Драматургия раннего периода. 1847–1851

   Отставка Островского хронологически отмечает завершение первого периода его становления как драматурга – в целом этот период проходит под знаком Гоголя. Наследование гоголевских традиций и принципов «натуральной школы» во многом обусловлено тем, что именно в них Островский нашел убедительное художественное развенчание безжизненных стереотипов, рожденных «риторической» тенденцией в литературе, – инерционных форм классицизма и романтизма. Особенно устойчивые в драматургии, эти формы казались начинающему автору совершенно не соответствующими духу народности, утверждающему простоту и непосредственность выражения. Комическое – как жизнетворный пафос литературы – отождествлялось им с сатирическим, «гоголевским направлением»: «Отличительная черта русского народа, отвращение от всего резко определившегося, от всего специального, личного, эгоистически отторгшегося от общечеловеческого, кладет и на художество особенный характер; назовем его характером обличительным». «Обличение» в данном случае становится художественной необходимостью, поскольку направлено на явления, «слишком узкие» по отношению к «идеалу общечеловеческому». Поэтому оно «заставляет быть нравственнее» и может быть определено как «нравственно-общественное направление» русской литературы.

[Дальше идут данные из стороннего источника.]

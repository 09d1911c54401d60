//! Settings command implementation.
//!
//! View and manage gnmenu settings.
//! Settings file is located at ~/.config/gnmenu/settings.toml.

use std::env;
use std::fs;
use std::path::PathBuf;

use directories::BaseDirs;
use serde::{Deserialize, Serialize};

use super::{CommandContext, CommandError, Result};

/// Current settings file version. Increment when making breaking changes to schema.
const SETTINGS_VERSION: u32 = 1;

/// Environment variable overriding the settings file path.
const SETTINGS_ENV: &str = "GNMENU_SETTINGS";

/// Settings file structure.
#[derive(Debug, Clone, PartialEq, Serialize, Deserialize)]
pub struct Settings {
    /// Settings schema version for migrations.
    /// Defaults to current version when not present in file.
    #[serde(default = "default_version")]
    pub version: u32,

    /// Default local configuration file.
    #[serde(skip_serializing_if = "Option::is_none")]
    pub config: Option<PathBuf>,

    /// Default state snapshot file.
    #[serde(skip_serializing_if = "Option::is_none")]
    pub state: Option<PathBuf>,

    /// Loading settings.
    #[serde(default)]
    pub load: LoadSettings,

    /// Output settings.
    #[serde(default)]
    pub output: OutputSettings,
}

/// Returns the current settings version (used by serde default).
fn default_version() -> u32 {
    SETTINGS_VERSION
}

impl Default for Settings {
    fn default() -> Self {
        Self {
            version: SETTINGS_VERSION,
            config: None,
            state: None,
            load: LoadSettings::default(),
            output: OutputSettings::default(),
        }
    }
}

/// Loading settings.
#[derive(Debug, Clone, Default, PartialEq, Serialize, Deserialize)]
pub struct LoadSettings {
    /// Keep unsupported conditions instead of rejecting the configuration.
    #[serde(skip_serializing_if = "Option::is_none")]
    pub lenient: Option<bool>,
}

/// Output settings.
#[derive(Debug, Clone, Default, PartialEq, Serialize, Deserialize)]
pub struct OutputSettings {
    /// Enable colors.
    #[serde(skip_serializing_if = "Option::is_none")]
    pub color: Option<bool>,
}

/// Gets the settings file path.
///
/// Uses XDG-style paths: ~/.config/gnmenu/settings.toml on all platforms.
pub fn get_settings_path() -> Result<PathBuf> {
    if let Ok(path) = env::var(SETTINGS_ENV) {
        return Ok(PathBuf::from(path));
    }

    if let Ok(xdg_config) = env::var("XDG_CONFIG_HOME") {
        return Ok(PathBuf::from(xdg_config).join("gnmenu").join("settings.toml"));
    }

    BaseDirs::new()
        .map(|dirs| dirs.home_dir().join(".config").join("gnmenu").join("settings.toml"))
        .ok_or_else(|| CommandError::Config("Could not determine settings directory".to_string()))
}

/// Loads the settings from disk.
pub fn load_settings() -> Result<Settings> {
    let path = get_settings_path()?;

    if !path.exists() {
        return Ok(Settings::default());
    }

    let content = fs::read_to_string(&path)
        .map_err(|e| CommandError::Config(format!("Failed to read settings: {}", e)))?;

    let settings: Settings = toml::from_str(&content)
        .map_err(|e| CommandError::Config(format!("Failed to parse settings: {}", e)))?;

    migrate_settings(settings)
}

/// Migrates settings to the current version.
fn migrate_settings(mut settings: Settings) -> Result<Settings> {
    if settings.version > SETTINGS_VERSION {
        return Err(CommandError::Config(format!(
            "Settings version {} is newer than supported version {}",
            settings.version, SETTINGS_VERSION
        )));
    }
    settings.version = SETTINGS_VERSION;
    Ok(settings)
}

/// Saves the settings to disk.
fn save_settings(settings: &Settings) -> Result<PathBuf> {
    let path = get_settings_path()?;

    if let Some(parent) = path.parent() {
        fs::create_dir_all(parent)
            .map_err(|e| CommandError::Config(format!("Failed to create settings directory: {}", e)))?;
    }

    let content = toml::to_string_pretty(settings)
        .map_err(|e| CommandError::Config(format!("Failed to serialize settings: {}", e)))?;

    fs::write(&path, content)
        .map_err(|e| CommandError::Config(format!("Failed to write settings: {}", e)))?;

    Ok(path)
}

/// Executes the settings show command.
pub fn execute_show(ctx: &CommandContext) -> Result<()> {
    let settings = load_settings()?;
    let path = get_settings_path()?;

    if ctx.json_output {
        let output = serde_json::json!({
            "path": path.display().to_string(),
            "exists": path.exists(),
            "settings": settings,
        });
        println!("{}", serde_json::to_string_pretty(&output)?);
    } else if !ctx.quiet {
        use owo_colors::OwoColorize;

        let header = "Settings";
        if ctx.use_colors {
            println!("{}\n", header.green().bold());
        } else {
            println!("{}\n", header);
        }

        println!("File: {}", path.display());
        println!("Exists: {}\n", path.exists());

        if path.exists() {
            if let Some(ref config) = settings.config {
                println!("  config: {}", config.display());
            }
            if let Some(ref state) = settings.state {
                println!("  state: {}", state.display());
            }

            println!("\n[load]");
            if let Some(lenient) = settings.load.lenient {
                println!("  lenient: {}", lenient);
            }

            println!("\n[output]");
            if let Some(color) = settings.output.color {
                println!("  color: {}", color);
            }
        } else {
            println!("(No settings file exists. Run 'gnmenu settings set <key> <value>' to create one.)");
        }
    }

    Ok(())
}

/// Options for the settings set command.
pub struct SettingsSetOptions {
    /// Settings key.
    pub key: String,
    /// Settings value.
    pub value: String,
}

/// Applies one `key = value` assignment to the settings.
fn apply_setting(settings: &mut Settings, opts: &SettingsSetOptions) -> Result<()> {
    match opts.key.as_str() {
        "config" => settings.config = Some(PathBuf::from(&opts.value)),
        "state" => settings.state = Some(PathBuf::from(&opts.value)),
        "load.lenient" => settings.load.lenient = Some(parse_bool(&opts.value)?),
        "output.color" => settings.output.color = Some(parse_bool(&opts.value)?),
        _ => {
            return Err(CommandError::Config(format!(
                "Unknown settings key '{}'. Valid keys: config, state, load.lenient, output.color",
                opts.key
            )));
        }
    }
    Ok(())
}

/// Executes the settings set command.
pub fn execute_set(ctx: &CommandContext, opts: &SettingsSetOptions) -> Result<()> {
    let mut settings = load_settings()?;
    apply_setting(&mut settings, opts)?;
    let path = save_settings(&settings)?;

    if ctx.json_output {
        let output = serde_json::json!({
            "status": "success",
            "key": opts.key,
            "value": opts.value,
            "path": path.display().to_string(),
        });
        println!("{}", serde_json::to_string_pretty(&output)?);
    } else if !ctx.quiet {
        println!("Set {} = {}", opts.key, opts.value);
    }

    Ok(())
}

/// Executes the settings path command.
pub fn execute_path(ctx: &CommandContext) -> Result<()> {
    let path = get_settings_path()?;

    if ctx.json_output {
        let output = serde_json::json!({
            "path": path.display().to_string(),
            "exists": path.exists(),
        });
        println!("{}", serde_json::to_string_pretty(&output)?);
    } else {
        println!("{}", path.display());
    }

    Ok(())
}

/// Parses a boolean value from a string.
fn parse_bool(value: &str) -> Result<bool> {
    match value.to_lowercase().as_str() {
        "true" | "yes" | "1" | "on" => Ok(true),
        "false" | "no" | "0" | "off" => Ok(false),
        _ => Err(CommandError::Config(format!(
            "Invalid boolean value '{}'. Use true/false, yes/no, 1/0, or on/off",
            value
        ))),
    }
}

#[cfg(test)]
mod tests {
    use super::*;
    use serial_test::serial;
    use tempfile::TempDir;

    fn opts(key: &str, value: &str) -> SettingsSetOptions {
        SettingsSetOptions {
            key: key.to_string(),
            value: value.to_string(),
        }
    }

    #[test]
    fn test_default_settings() {
        let settings = Settings::default();
        assert_eq!(settings.version, SETTINGS_VERSION);
        assert!(settings.config.is_none());
        assert!(settings.load.lenient.is_none());
    }

    #[test]
    fn test_parse_settings_toml() {
        let settings: Settings = toml::from_str(
            r#"
config = "/srv/geonode/localConfig.json"

[load]
lenient = true
"#,
        )
        .unwrap();

        assert_eq!(settings.version, SETTINGS_VERSION);
        assert_eq!(settings.config, Some(PathBuf::from("/srv/geonode/localConfig.json")));
        assert_eq!(settings.load.lenient, Some(true));
        assert!(settings.output.color.is_none());
    }

    #[test]
    fn test_migrate_rejects_future_version() {
        let settings = Settings {
            version: SETTINGS_VERSION + 1,
            ..Settings::default()
        };
        assert!(migrate_settings(settings).is_err());
    }

    #[test]
    fn test_apply_setting() {
        let mut settings = Settings::default();
        apply_setting(&mut settings, &opts("config", "local.json")).unwrap();
        apply_setting(&mut settings, &opts("load.lenient", "yes")).unwrap();
        apply_setting(&mut settings, &opts("output.color", "off")).unwrap();

        assert_eq!(settings.config, Some(PathBuf::from("local.json")));
        assert_eq!(settings.load.lenient, Some(true));
        assert_eq!(settings.output.color, Some(false));
    }

    #[test]
    fn test_apply_setting_rejects_unknown_key() {
        let mut settings = Settings::default();
        let err = apply_setting(&mut settings, &opts("token", "x")).unwrap_err();
        assert!(err.to_string().contains("Unknown settings key"));
    }

    #[test]
    fn test_parse_bool() {
        assert!(parse_bool("TRUE").unwrap());
        assert!(!parse_bool("0").unwrap());
        assert!(parse_bool("maybe").is_err());
    }

    #[test]
    #[serial]
    fn test_settings_path_env_override() {
        let dir = TempDir::new().unwrap();
        let path = dir.path().join("custom.toml");
        env::set_var(SETTINGS_ENV, &path);

        assert_eq!(get_settings_path().unwrap(), path);

        env::remove_var(SETTINGS_ENV);
    }

    #[test]
    #[serial]
    fn test_settings_path_xdg() {
        let dir = TempDir::new().unwrap();
        env::remove_var(SETTINGS_ENV);
        env::set_var("XDG_CONFIG_HOME", dir.path());

        assert_eq!(
            get_settings_path().unwrap(),
            dir.path().join("gnmenu").join("settings.toml")
        );

        env::remove_var("XDG_CONFIG_HOME");
    }

    #[test]
    #[serial]
    fn test_save_and_load_settings() {
        let dir = TempDir::new().unwrap();
        let path = dir.path().join("nested").join("settings.toml");
        env::set_var(SETTINGS_ENV, &path);

        assert_eq!(load_settings().unwrap(), Settings::default());

        let mut settings = Settings::default();
        apply_setting(&mut settings, &opts("state", "state.json")).unwrap();
        assert_eq!(save_settings(&settings).unwrap(), path);
        assert_eq!(load_settings().unwrap(), settings);

        env::remove_var(SETTINGS_ENV);
    }
}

   Эти суждения, отражающие воззрения Островского на рубеже 40—50-х годов, помогают понять гражданский и общечеловеческий диапазон его «картин» и «сцен», локальных «драматических этюдов», в которых проще всего было увидеть «картину нравов». Именно «нетворческий» талант, состоящий в наблюдательности и «способности в общие черты возводить случаи, разбросанные в жизни», усмотрел в сочинениях молодого Островского («Утро молодого человека», «Неожиданный случай», отрывок из комедии «Бедная невеста») критик «Современника». Он настаивал на том, что, подражая Гоголю, писатель смог передать только то, что пришло к нему извне («дано ему жизнью»). Поэтому «обстановка» в приемной Семена Парамоныча Недопекина, новоиспеченного аристократа из купцов, в «Утре молодого человека» «спасает» пьесу – колоритом она напоминает гоголевские сцены «Утро делового человека» и «Лакейская», побуждая прочитывать «этюд» Островского в их ключе. Возможно, именно подчеркнутая ориентация автора на Гоголя помешала критику заметить, что герой Островского в своих потенциальных проявлениях не равен «амплуа» промотавшегося купчика, карикатурно подражающего аристократии, невежды и галломана. В традиции жанровых картин П. А. Федотова о таком герое можно было бы сказать: «На брюхе – шелк, а в брюхе – щелк» (подпись художника к картине «Завтрак аристократа»). Островский, однако, расширяет понятие «обстановки» в такой степени, что «типаж» обретает собственную и по-своему неповторимую судьбу: зритель не может не ощущать за внешней бравадой героя скрытую неуверенность, сознание своей «полуобразованности», неловкость не только за настоящее, но и за прошлое, где в купеческих переулках остался и вовсе необразованный – по европейским меркам – но родной, взрастивший его мир.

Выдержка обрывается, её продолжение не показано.